##### Exercise material #####

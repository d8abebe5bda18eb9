use std::io::Write;
use std::path::Path;
use std::sync::mpsc;
use std::time::{Duration, Instant};

use anyhow::{bail, Context, Result};
use crossterm::{cursor::MoveTo, execute, terminal::Clear, terminal::ClearType};
use notify::{EventKind, RecursiveMode, Watcher};

use crate::cli::{self, OutputFormat};
use crate::config;
use crate::cost::compute_costs;
use crate::output;

pub fn run(cli: &cli::Cli, interval: u64) -> Result<()> {
    let path = match &cli.config {
        Some(p) => p.clone(),
        None => config::default_config_path().context("no config directory on this platform")?,
    };
    // Editors often replace the file instead of writing in place, so watch
    // the directory and filter for our file.
    let Some(dir) = path.parent().map(Path::to_path_buf) else {
        bail!("{} has no parent directory", path.display());
    };
    if !dir.is_dir() {
        bail!("config directory {} does not exist", dir.display());
    }

    let interval = Duration::from_secs(interval);
    let columns = cli::resolve_columns(cli.columns.clone());

    render(cli, &path, &columns)?;

    let (tx, rx) = mpsc::channel();
    let target = path.clone();
    let mut watcher = notify::recommended_watcher(move |res: notify::Result<notify::Event>| {
        if let Ok(event) = res {
            if is_relevant(&event, &target) {
                let _ = tx.send(());
            }
        }
    })?;
    watcher.watch(&dir, RecursiveMode::NonRecursive)?;
    tracing::info!(path = %path.display(), "watching config for changes");

    // Event loop with debounce
    while let Ok(()) = rx.recv() {
        let deadline = Instant::now() + interval;
        loop {
            let remaining = deadline.saturating_duration_since(Instant::now());
            if remaining.is_zero() {
                break;
            }
            match rx.recv_timeout(remaining) {
                Ok(()) => continue,
                Err(mpsc::RecvTimeoutError::Timeout) => break,
                Err(mpsc::RecvTimeoutError::Disconnected) => return Ok(()),
            }
        }

        if let Err(e) = render(cli, &path, &columns) {
            // Keep the last good output on screen until the file is fixed.
            tracing::warn!("{e:#}");
        }
    }

    Ok(())
}

/// True when the event creates, changes or removes the watched file.
fn is_relevant(event: &notify::Event, target: &Path) -> bool {
    matches!(
        event.kind,
        EventKind::Create(_) | EventKind::Modify(_) | EventKind::Remove(_)
    ) && event
        .paths
        .iter()
        .any(|p| p.file_name() == target.file_name())
}

fn render(cli: &cli::Cli, path: &Path, columns: &[String]) -> Result<()> {
    let config = config::read_config(path)?.unwrap_or_default();
    let settings = cli.resolve(&config)?;
    let result = compute_costs(&settings.inputs, &settings.rates);
    tracing::debug!(inputs = ?settings.inputs, active_days = result.active_days, "recomputed");

    let mut out = std::io::stdout();
    execute!(out, Clear(ClearType::All), MoveTo(0, 0))?;

    match cli.format {
        OutputFormat::Json => output::print_json(&settings, &result),
        OutputFormat::Table => output::print_compare(&settings, &result, columns),
    }
    out.flush()?;

    Ok(())
}
use crate::types::PricingRates;

/// A named hardware family with its default per-GPU-hour rates (USD).
#[derive(Debug, Clone, Copy, PartialEq)]
pub struct MachineFamily {
    pub name: &'static str,
    pub description: &'static str,
    pub rates: PricingRates,
}

const fn rates(
    flex_start: f64,
    on_demand: f64,
    one_year_cud: f64,
    three_year_cud: f64,
) -> PricingRates {
    PricingRates {
        on_demand,
        flex_start,
        one_year_cud,
        three_year_cud,
    }
}

pub const DEFAULT_FAMILY: &str = "H100 80GB";

pub const FAMILIES: &[MachineFamily] = &[
    MachineFamily {
        name: DEFAULT_FAMILY,
        description: "H100 80GB equivalent",
        rates: rates(4.79, 11.06, 7.67, 4.855),
    },
    MachineFamily {
        name: "A4",
        description: "B200",
        rates: rates(11.28, 16.11, 11.12, 7.09),
    },
    MachineFamily {
        name: "A3 Ultra",
        description: "H200 141GB",
        rates: rates(5.30, 11.01, 7.60, 4.84),
    },
    MachineFamily {
        name: "A3 Mega",
        description: "H100 80GB Mega",
        rates: rates(5.03, 11.67, 8.05, 5.13),
    },
    MachineFamily {
        name: "A3 High",
        description: "H100 80GB",
        rates: rates(4.79, 11.06, 7.63, 4.87),
    },
    MachineFamily {
        name: "A2 Ultra",
        description: "A100 80GB",
        rates: rates(2.40, 5.07, 3.50, 2.23),
    },
    MachineFamily {
        name: "A2 High",
        description: "A100 40GB",
        rates: rates(2.00, 3.67, 2.53, 1.62),
    },
];

/// Lowercase and fold spaces, `-` and `_` together:
/// "A3 High" → "a3-high", "a3_high" → "a3-high"
pub fn normalize_family(name: &str) -> String {
    name.trim()
        .split(|c: char| c.is_whitespace() || c == '-' || c == '_')
        .filter(|part| !part.is_empty())
        .map(str::to_lowercase)
        .collect::<Vec<_>>()
        .join("-")
}

pub fn lookup(name: &str) -> Option<&'static MachineFamily> {
    let needle = normalize_family(name);
    FAMILIES.iter().find(|f| normalize_family(f.name) == needle)
}

pub fn default_family() -> &'static MachineFamily {
    &FAMILIES[0]
}
use serde::{Deserialize, Serialize};

/// Longest comparison window the calculator accepts, in days.
pub const MAX_COMPARISON_PERIOD_DAYS: u32 = 7;

/// Hours a committed-use discount bills per GPU per day.
pub const CUD_HOURS_PER_DAY: u32 = 24;

#[derive(Debug, Clone, Copy, PartialEq, Eq, Serialize, Deserialize)]
pub struct UsageInputs {
    pub num_gpus: u32,
    /// Hours used per active workload day.
    pub daily_usage_hours: u32,
    /// Days in a full week the workload typically runs.
    pub workload_days_per_week: u32,
    /// Window over which all pricing models are compared.
    pub comparison_period_days: u32,
}

impl Default for UsageInputs {
    fn default() -> Self {
        Self {
            num_gpus: 1,
            daily_usage_hours: 8,
            workload_days_per_week: 5,
            comparison_period_days: MAX_COMPARISON_PERIOD_DAYS,
        }
    }
}

#[derive(Debug, Clone, Copy, PartialEq, Eq, Hash, PartialOrd, Ord, Serialize, Deserialize)]
#[serde(rename_all = "snake_case")]
pub enum PricingModel {
    FlexStart,
    OnDemand,
    OneYearCud,
    ThreeYearCud,
}

impl PricingModel {
    /// Canonical order, same as declaration order. Sorting by cost is
    /// stable over this order.
    pub const ALL: [PricingModel; 4] = [
        PricingModel::FlexStart,
        PricingModel::OnDemand,
        PricingModel::OneYearCud,
        PricingModel::ThreeYearCud,
    ];

    pub fn label(self) -> &'static str {
        match self {
            PricingModel::FlexStart => "Flex-Start",
            PricingModel::OnDemand => "On-Demand",
            PricingModel::OneYearCud => "1-Year CUD",
            PricingModel::ThreeYearCud => "3-Year CUD",
        }
    }

    /// Committed-use models bill 24/7 regardless of utilization.
    pub fn is_committed(self) -> bool {
        matches!(self, PricingModel::OneYearCud | PricingModel::ThreeYearCud)
    }
}

/// Price per GPU-hour for each pricing model.
#[derive(Debug, Clone, Copy, PartialEq, Serialize, Deserialize)]
pub struct PricingRates {
    pub on_demand: f64,
    pub flex_start: f64,
    pub one_year_cud: f64,
    pub three_year_cud: f64,
}

impl PricingRates {
    pub fn rate(&self, model: PricingModel) -> f64 {
        match model {
            PricingModel::OnDemand => self.on_demand,
            PricingModel::FlexStart => self.flex_start,
            PricingModel::OneYearCud => self.one_year_cud,
            PricingModel::ThreeYearCud => self.three_year_cud,
        }
    }

    pub fn set_rate(&mut self, model: PricingModel, rate: f64) {
        match model {
            PricingModel::OnDemand => self.on_demand = rate,
            PricingModel::FlexStart => self.flex_start = rate,
            PricingModel::OneYearCud => self.one_year_cud = rate,
            PricingModel::ThreeYearCud => self.three_year_cud = rate,
        }
    }
}

#[derive(Debug, Clone, Copy, PartialEq, Serialize)]
pub struct ModelCost {
    pub model: PricingModel,
    pub total_cost: f64,
    /// GPU-hours the cost was derived from.
    pub hours: f64,
    pub rate: f64,
}

#[derive(Debug, Clone, PartialEq, Serialize)]
pub struct CostResult {
    pub num_gpus: u32,
    pub comparison_period_days: u32,
    pub active_days: u32,
    /// Metered GPU-hours, billed by on-demand and flex-start.
    pub usage_hours: f64,
    /// Committed GPU-hours, billed by both CUD models.
    pub cud_hours: f64,
    /// One entry per model, in `PricingModel::ALL` order.
    pub costs: [ModelCost; 4],
}

#[derive(Debug, Clone, Copy, PartialEq, Serialize)]
#[serde(tag = "kind", rename_all = "snake_case")]
pub enum SavingOutcome {
    Saves { amount: f64, percent: f64 },
    CostsMore { amount: f64, percent: f64 },
    Same,
}

#[derive(Debug, Clone, Copy, PartialEq, Serialize)]
pub struct ModelSaving {
    pub model: PricingModel,
    pub outcome: SavingOutcome,
}

/// Savings of each alternative relative to on-demand.
#[derive(Debug, Clone, PartialEq, Serialize)]
#[serde(tag = "status", content = "models", rename_all = "snake_case")]
pub enum Savings {
    Compared(Vec<ModelSaving>),
    /// On-demand cost is zero, so there is nothing to divide by.
    Unavailable,
}
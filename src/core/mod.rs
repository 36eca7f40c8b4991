//! The core module holds the device abstraction the descriptor cache allocates and writes through,
//! along with the error type.

pub mod device;
pub mod error;
pub mod host;
pub mod traits;
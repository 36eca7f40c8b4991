//! Samplers are built from a closed set of presets. The [`SamplerRegistry`] constructs each preset lazily
//! on first use and hands out the same [`Sampler`] for every later request.
//!
//! # Example
//! ```
//! use deimos::prelude::*;
//!
//! let mut cache = DescriptorTableCache::new(HostDevice::new());
//! let a = cache.get_sampler(SamplerPreset::LinearWrap)?;
//! let b = cache.get_sampler(SamplerPreset::LinearWrap)?;
//! assert!(std::sync::Arc::ptr_eq(&a, &b));
//! # Ok::<(), anyhow::Error>(())
//! ```

use std::sync::Arc;

use anyhow::Result;
use ash::vk;

use crate::core::device::DescriptorDevice;
use crate::descriptor::Descriptor;
use crate::util::to_vk::AsVulkanType;
use crate::Error;

/// Maximum anisotropy used by the anisotropic presets.
const MAX_ANISOTROPY: u32 = 16;

/// Fixed set of sampler configurations. Every preset combines a filter with an addressing mode,
/// the `LessEqual` presets are comparison samplers for depth lookups.
#[derive(Debug, Copy, Clone, PartialEq, Eq, Hash, PartialOrd, Ord)]
pub enum SamplerPreset {
    PointWrap,
    PointClamp,
    PointBorder,
    PointLessEqual,
    LinearWrap,
    LinearClamp,
    LinearBorder,
    LinearLessEqual,
    AnisotropicWrap,
    AnisotropicClamp,
    AnisotropicBorder,
    AnisotropicLessEqual,
}

impl SamplerPreset {
    /// Number of presets.
    pub const COUNT: usize = 12;
    /// Every preset, in declaration order.
    pub const ALL: [SamplerPreset; Self::COUNT] = [
        Self::PointWrap,
        Self::PointClamp,
        Self::PointBorder,
        Self::PointLessEqual,
        Self::LinearWrap,
        Self::LinearClamp,
        Self::LinearBorder,
        Self::LinearLessEqual,
        Self::AnisotropicWrap,
        Self::AnisotropicClamp,
        Self::AnisotropicBorder,
        Self::AnisotropicLessEqual,
    ];

    /// Get the sampler settings for this preset.
    pub fn info(&self) -> SamplerInfo {
        use SamplerPreset::*;

        let (filter, mipmap_mode, max_anisotropy) = match self {
            PointWrap | PointClamp | PointBorder | PointLessEqual => {
                (vk::Filter::NEAREST, vk::SamplerMipmapMode::NEAREST, 0)
            }
            LinearWrap | LinearClamp | LinearBorder | LinearLessEqual => {
                (vk::Filter::LINEAR, vk::SamplerMipmapMode::LINEAR, 0)
            }
            AnisotropicWrap | AnisotropicClamp | AnisotropicBorder | AnisotropicLessEqual => {
                (vk::Filter::LINEAR, vk::SamplerMipmapMode::LINEAR, MAX_ANISOTROPY)
            }
        };

        let (address_mode, border_color, compare_op) = match self {
            PointWrap | LinearWrap | AnisotropicWrap => {
                (vk::SamplerAddressMode::REPEAT, vk::BorderColor::FLOAT_OPAQUE_BLACK, None)
            }
            PointClamp | LinearClamp | AnisotropicClamp => {
                (vk::SamplerAddressMode::CLAMP_TO_EDGE, vk::BorderColor::FLOAT_OPAQUE_BLACK, None)
            }
            PointBorder | LinearBorder | AnisotropicBorder => {
                (vk::SamplerAddressMode::CLAMP_TO_BORDER, vk::BorderColor::FLOAT_OPAQUE_BLACK, None)
            }
            PointLessEqual | LinearLessEqual | AnisotropicLessEqual => (
                vk::SamplerAddressMode::CLAMP_TO_BORDER,
                vk::BorderColor::FLOAT_OPAQUE_WHITE,
                Some(vk::CompareOp::LESS_OR_EQUAL),
            ),
        };

        SamplerInfo {
            filter,
            mipmap_mode,
            address_mode,
            max_anisotropy,
            compare_op,
            border_color,
        }
    }
}

/// Settings of a sampler. Converts into a [`vk::SamplerCreateInfo`] through [`AsVulkanType`].
#[derive(Debug, Copy, Clone, PartialEq, Eq, Hash)]
pub struct SamplerInfo {
    /// Min and mag filter
    pub filter: vk::Filter,
    /// Filter between mip levels
    pub mipmap_mode: vk::SamplerMipmapMode,
    /// Addressing mode on all axes
    pub address_mode: vk::SamplerAddressMode,
    /// Maximum anisotropy, anisotropic filtering is disabled when this is zero.
    pub max_anisotropy: u32,
    /// Comparison function for depth comparison samplers.
    pub compare_op: Option<vk::CompareOp>,
    /// Border color used with [`vk::SamplerAddressMode::CLAMP_TO_BORDER`]
    pub border_color: vk::BorderColor,
}

impl AsVulkanType for SamplerInfo {
    type Output = vk::SamplerCreateInfo;

    fn as_vulkan(&self) -> Self::Output {
        vk::SamplerCreateInfo::builder()
            .mag_filter(self.filter)
            .min_filter(self.filter)
            .mipmap_mode(self.mipmap_mode)
            .address_mode_u(self.address_mode)
            .address_mode_v(self.address_mode)
            .address_mode_w(self.address_mode)
            .mip_lod_bias(0.0)
            .anisotropy_enable(self.max_anisotropy > 0)
            .max_anisotropy(self.max_anisotropy as f32)
            .compare_enable(self.compare_op.is_some())
            .compare_op(self.compare_op.unwrap_or(vk::CompareOp::ALWAYS))
            .min_lod(0.0)
            .max_lod(vk::LOD_CLAMP_NONE)
            .border_color(self.border_color)
            .unnormalized_coordinates(false)
            .build()
    }
}

/// A constructed sampler, shared by reference between every table that uses its preset.
#[derive(Debug, PartialEq, Eq)]
pub struct Sampler {
    preset: SamplerPreset,
    info: SamplerInfo,
    descriptor: Descriptor,
}

impl Sampler {
    /// Construct the sampler for a preset on the given device.
    /// # Errors
    /// - Fails if the device cannot create the sampler.
    pub fn from_preset<D: DescriptorDevice>(device: &D, preset: SamplerPreset) -> Result<Self> {
        let info = preset.info();
        Ok(Self {
            preset,
            info,
            descriptor: device.create_sampler(&info)?,
        })
    }

    /// Wrap an already constructed sampler descriptor.
    pub fn from_raw(preset: SamplerPreset, info: SamplerInfo, descriptor: Descriptor) -> Self {
        Self {
            preset,
            info,
            descriptor,
        }
    }

    /// Preset this sampler was built for.
    pub fn preset(&self) -> SamplerPreset {
        self.preset
    }

    /// Settings of this sampler.
    pub fn info(&self) -> &SamplerInfo {
        &self.info
    }

    /// Descriptor that gets copied into sampler tables.
    pub fn descriptor(&self) -> Descriptor {
        self.descriptor
    }
}

/// Construction function for a sampler preset.
pub type SamplerCreateFn<D> = Box<dyn Fn(&D, SamplerPreset) -> Result<Sampler>>;

/// Lazily constructed samplers, at most one per preset.
#[derive(Derivative)]
#[derivative(Debug(bound = ""))]
pub struct SamplerRegistry<D: DescriptorDevice> {
    #[derivative(Debug = "ignore")]
    create_fns: Vec<SamplerCreateFn<D>>,
    samplers: [Option<Arc<Sampler>>; SamplerPreset::COUNT],
}

impl<D: DescriptorDevice> Default for SamplerRegistry<D> {
    fn default() -> Self {
        Self::new()
    }
}

impl<D: DescriptorDevice> SamplerRegistry<D> {
    /// Create a registry where every preset is built with [`Sampler::from_preset`].
    pub fn new() -> Self {
        Self {
            create_fns: SamplerPreset::ALL
                .iter()
                .map(|_| Box::new(|device: &D, preset| Sampler::from_preset(device, preset)) as SamplerCreateFn<D>)
                .collect(),
            samplers: Default::default(),
        }
    }

    /// Replace the construction function of a preset. If the preset was already constructed, the registry
    /// forgets its sampler so the next request builds a new one with `create_fn`.
    pub fn register(&mut self, preset: SamplerPreset, create_fn: impl Fn(&D, SamplerPreset) -> Result<Sampler> + 'static) {
        self.create_fns[preset as usize] = Box::new(create_fn);
        self.samplers[preset as usize] = None;
    }

    /// Get the sampler for a preset, constructing it if this is the first request.
    /// # Errors
    /// - Fails with [`Error::SamplerCreationFailed`] if the construction function fails.
    pub fn get(&mut self, device: &D, preset: SamplerPreset) -> Result<Arc<Sampler>> {
        let slot = &mut self.samplers[preset as usize];
        if let Some(sampler) = slot {
            return Ok(sampler.clone());
        }

        let sampler = (self.create_fns[preset as usize])(device, preset)
            .map_err(|e| e.context(Error::SamplerCreationFailed(preset)))?;
        debug!("Constructed sampler for preset {preset:?}: {}", sampler.descriptor());
        let sampler = Arc::new(sampler);
        *slot = Some(sampler.clone());
        Ok(sampler)
    }

    /// Whether the sampler for a preset was constructed already.
    pub fn is_constructed(&self, preset: SamplerPreset) -> bool {
        self.samplers[preset as usize].is_some()
    }
}

#[cfg(test)]
mod tests {
    use super::*;

    #[test]
    fn comparison_presets_enable_compare() {
        for preset in [SamplerPreset::PointLessEqual, SamplerPreset::LinearLessEqual, SamplerPreset::AnisotropicLessEqual] {
            let info = preset.info().as_vulkan();
            assert_eq!(info.compare_enable, vk::TRUE);
            assert_eq!(info.compare_op, vk::CompareOp::LESS_OR_EQUAL);
        }
        assert_eq!(SamplerPreset::LinearWrap.info().as_vulkan().compare_enable, vk::FALSE);
    }

    #[test]
    fn only_anisotropic_presets_enable_anisotropy() {
        for preset in SamplerPreset::ALL {
            let info = preset.info();
            let anisotropic = matches!(
                preset,
                SamplerPreset::AnisotropicWrap
                    | SamplerPreset::AnisotropicClamp
                    | SamplerPreset::AnisotropicBorder
                    | SamplerPreset::AnisotropicLessEqual
            );
            assert_eq!(info.max_anisotropy > 0, anisotropic, "{preset:?}");
        }
    }

    #[test]
    fn presets_are_distinct() {
        let infos: std::collections::HashSet<_> = SamplerPreset::ALL.iter().map(|preset| preset.info()).collect();
        assert_eq!(infos.len(), SamplerPreset::COUNT);
    }
}
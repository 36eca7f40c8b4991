use std::collections::HashMap;
use std::sync::Arc;

use anyhow::Result;

use crate::core::device::DescriptorDevice;
use crate::core::host::HostDevice;
use crate::descriptor::builder::DescriptorTableBuilder;
use crate::descriptor::descriptor_pool::{DescriptorPool, DescriptorPoolType};
use crate::descriptor::settings::CacheSettings;
use crate::descriptor::{Descriptor, DescriptorTable, Framebuffer};
use crate::sampler::{Sampler, SamplerPreset, SamplerRegistry};
use crate::util::deferred_delete::DeletionQueue;
use crate::Error;

#[derive(Debug, Copy, Clone, PartialEq, Eq, Hash)]
struct PoolId {
    ty: DescriptorPoolType,
    index: u8,
}

/// Bookkeeping for one (type, index) pair. Survives pool resets so generations keep increasing.
#[derive(Derivative)]
#[derivative(Debug(bound = ""), Default(bound = ""))]
struct PoolState<D: DescriptorDevice> {
    pool: Option<DescriptorPool<D>>,
    used: u32,
    generation: u64,
}

/// A realized table together with the content needed to re-issue it into a new pool generation.
#[derive(Debug, Clone)]
struct CachedTable {
    table: DescriptorTable,
    content: Vec<Descriptor>,
}

/// This structure maps table content to realized [`DescriptorTable`]s, and owns the descriptor pools
/// those tables live in. Pools are created on first use and grow automatically when they run out of space.
///
/// Growing replaces a pool with a larger generation. Every cached table is re-issued into the new generation
/// at the same offset, so tables obtained before the growth must be fetched again.
/// Tables from a replaced generation can be detected with [`DescriptorTableCache::validate_table`].
///
/// # Example
/// ```
/// use deimos::prelude::*;
///
/// let device = HostDevice::new();
/// let mut cache = DescriptorTableCache::new(device);
/// cache.allocate_descriptor_pool(DescriptorPoolType::Resource, 64, 0)?;
///
/// let mut builder = DescriptorTableBuilder::new();
/// builder.set_descriptors(0, &[Descriptor::from_raw(0x40)], 0)?;
/// let first = builder.get_resource_table(&mut cache, None)?;
/// let second = builder.get_resource_table(&mut cache, None)?;
/// assert_eq!(first, second);
/// # Ok::<(), anyhow::Error>(())
/// ```
#[derive(Derivative)]
#[derivative(Debug(bound = ""))]
pub struct DescriptorTableCache<D: DescriptorDevice = HostDevice> {
    #[derivative(Debug = "ignore")]
    device: D,
    settings: CacheSettings,
    strides: [u32; DescriptorPoolType::COUNT],
    pools: HashMap<PoolId, PoolState<D>>,
    tables: [HashMap<String, CachedTable>; DescriptorPoolType::COUNT],
    samplers: SamplerRegistry<D>,
    retired_pools: DeletionQueue<DescriptorPool<D>>,
}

#####

Your answer should consist of the lines above that hold the word "bail", copied exactly.

use anyhow::{bail, Context, Result};
        bail!("{} has no parent directory", path.display());
        bail!("config directory {} does not exist", dir.display());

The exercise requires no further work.